I suspect, but don't know directly, that this investment was more about trying
to jumpstart an ecosystem of third-party Echo devices rather than hedging
bets.

------
bigpumpkin
"In 2016, a group of investors led by the Alexa Fund bought a stake in
Nucleus, a small company that made a home-video communication device that
integrated with the Alexa voice assistant.

Nucleus’s founders and the venture-capital funds investing alongside the Alexa
Fund had reservations about collaborating with an Amazon-backed firm,
according to some of the co-investors. "

"After striking the deal, the Alexa Fund got access to Nucleus’s financials,
strategic plans and other proprietary information, these people said. Eight
months later, Amazon announced its Echo Show device, an Alexa-enabled video-
chat device that did many of the same things as Nucleus’s product.

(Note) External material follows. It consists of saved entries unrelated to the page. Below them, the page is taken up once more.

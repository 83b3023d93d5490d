use actix_web::{HttpRequest, HttpResponse, Result as ActixResult};

use super::CourseService;
use crate::models::{
    ApiResponse, ErrorCode,
    courses::requests::{CourseListParams, CourseListQuery},
};

pub async fn list_courses(
    service: &CourseService,
    query: CourseListParams,
    request: &HttpRequest,
) -> ActixResult<HttpResponse> {
    let storage = service.get_storage(request);

    let list_query = CourseListQuery {
        page: Some(query.pagination.page),
        size: Some(query.pagination.size),
        department_id: query.department_id,
        credits: query.credits,
        search: query.search,
    };

    match storage.list_courses_with_pagination(list_query).await {
        Ok(response) => Ok(HttpResponse::Ok().json(ApiResponse::success(
            response,
            "Course list retrieved successfully",
        ))),
        Err(e) => Ok(
            HttpResponse::InternalServerError().json(ApiResponse::error_empty(
                ErrorCode::InternalServerError,
                format!("Failed to retrieve course list: {e}"),
            )),
        ),
    }
}
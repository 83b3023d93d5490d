//! 业务模型定义
//!
//! 按业务域拆分，每个域包含 entities / requests / responses 三类。

pub mod assignments;
pub mod attendance;
pub mod auth;
pub mod common;
pub mod courses;
pub mod dashboard;
pub mod departments;
pub mod enrollments;
pub mod offerings;
pub mod students;
pub mod teachers;
pub mod terms;
pub mod users;

pub use common::{ApiResponse, ErrorCode, PaginationInfo};
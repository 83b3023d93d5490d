use actix_web::{HttpRequest, HttpResponse, Result as ActixResult};

use super::DepartmentService;
use crate::models::{ApiResponse, ErrorCode};

pub async fn get_department(
    service: &DepartmentService,
    department_id: i64,
    request: &HttpRequest,
) -> ActixResult<HttpResponse> {
    let storage = service.get_storage(request);

    match storage.get_department_by_id(department_id).await {
        Ok(Some(department)) => Ok(HttpResponse::Ok().json(ApiResponse::success(
            department,
            "Department retrieved successfully",
        ))),
        Ok(None) => Ok(HttpResponse::NotFound().json(ApiResponse::error_empty(
            ErrorCode::DepartmentNotFound,
            "Department not found",
        ))),
        Err(e) => Ok(
            HttpResponse::InternalServerError().json(ApiResponse::error_empty(
                ErrorCode::InternalServerError,
                format!("Failed to get department: {e}"),
            )),
        ),
    }
}
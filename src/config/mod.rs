//! 应用配置模块
//!
//! 配置来源优先级：环境变量 > config.{APP_ENV} > config 默认文件。

mod r#impl;
mod structs;

pub use structs::*;
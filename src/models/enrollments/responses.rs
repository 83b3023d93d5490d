use super::entities::Enrollment;
use serde::Serialize;
use ts_rs::TS;

// 花名册条目（教师成绩录入页）
#[derive(Debug, Serialize, TS)]
#[ts(export, export_to = "../frontend/src/types/generated/enrollment.ts")]
pub struct RosterEntry {
    #[serde(flatten)]
    #[ts(flatten)]
    pub enrollment: Enrollment,
    pub student_code: String,
    pub student_name: String,
    pub total_score: f64,
}

// 开课花名册响应
#[derive(Debug, Serialize, TS)]
#[ts(export, export_to = "../frontend/src/types/generated/enrollment.ts")]
pub struct RosterResponse {
    pub items: Vec<RosterEntry>,
}

// 学生个人课表条目
#[derive(Debug, Serialize, TS)]
#[ts(export, export_to = "../frontend/src/types/generated/enrollment.ts")]
pub struct StudentEnrollmentEntry {
    #[serde(flatten)]
    #[ts(flatten)]
    pub enrollment: Enrollment,
    pub course_code: String,
    pub course_name: String,
    pub credits: i32,
    pub total_score: f64,
}

// 学生课表响应
#[derive(Debug, Serialize, TS)]
#[ts(export, export_to = "../frontend/src/types/generated/enrollment.ts")]
pub struct StudentEnrollmentListResponse {
    pub items: Vec<StudentEnrollmentEntry>,
}

// 批量成绩更新响应
#[derive(Debug, Serialize, TS)]
#[ts(export, export_to = "../frontend/src/types/generated/enrollment.ts")]
pub struct GradesUpdateResponse {
    pub updated: i64,
}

Nucleus’s founders and other investors were furious. One of the founders held
a conference call with some investors to seek advice. He said there was no way
his small company could compete against Amazon in the consumer space,
according to people on the phone call, and began brainstorming ways to pivot
his company’s product.

An Amazon spokeswoman said that the Alexa Fund told Nucleus about its plans
for an Echo with a screen before taking a stake in the company. Several people
on the Nucleus side of the deal disputed that.

Before Amazon introduced its product, the Nucleus device was sold at major
retailers such as Home Depot, Lowe’s and Best Buy. Once the Echo began
selling, those sales declined sharply and retailers stopped placing orders,
said two people involved in the deal.

Nucleus threatened to sue Amazon, which settled with Nucleus for $5 million
without admitting wrongdoing, according to people familiar with the
settlement. Both sides agreed not to discuss the matter.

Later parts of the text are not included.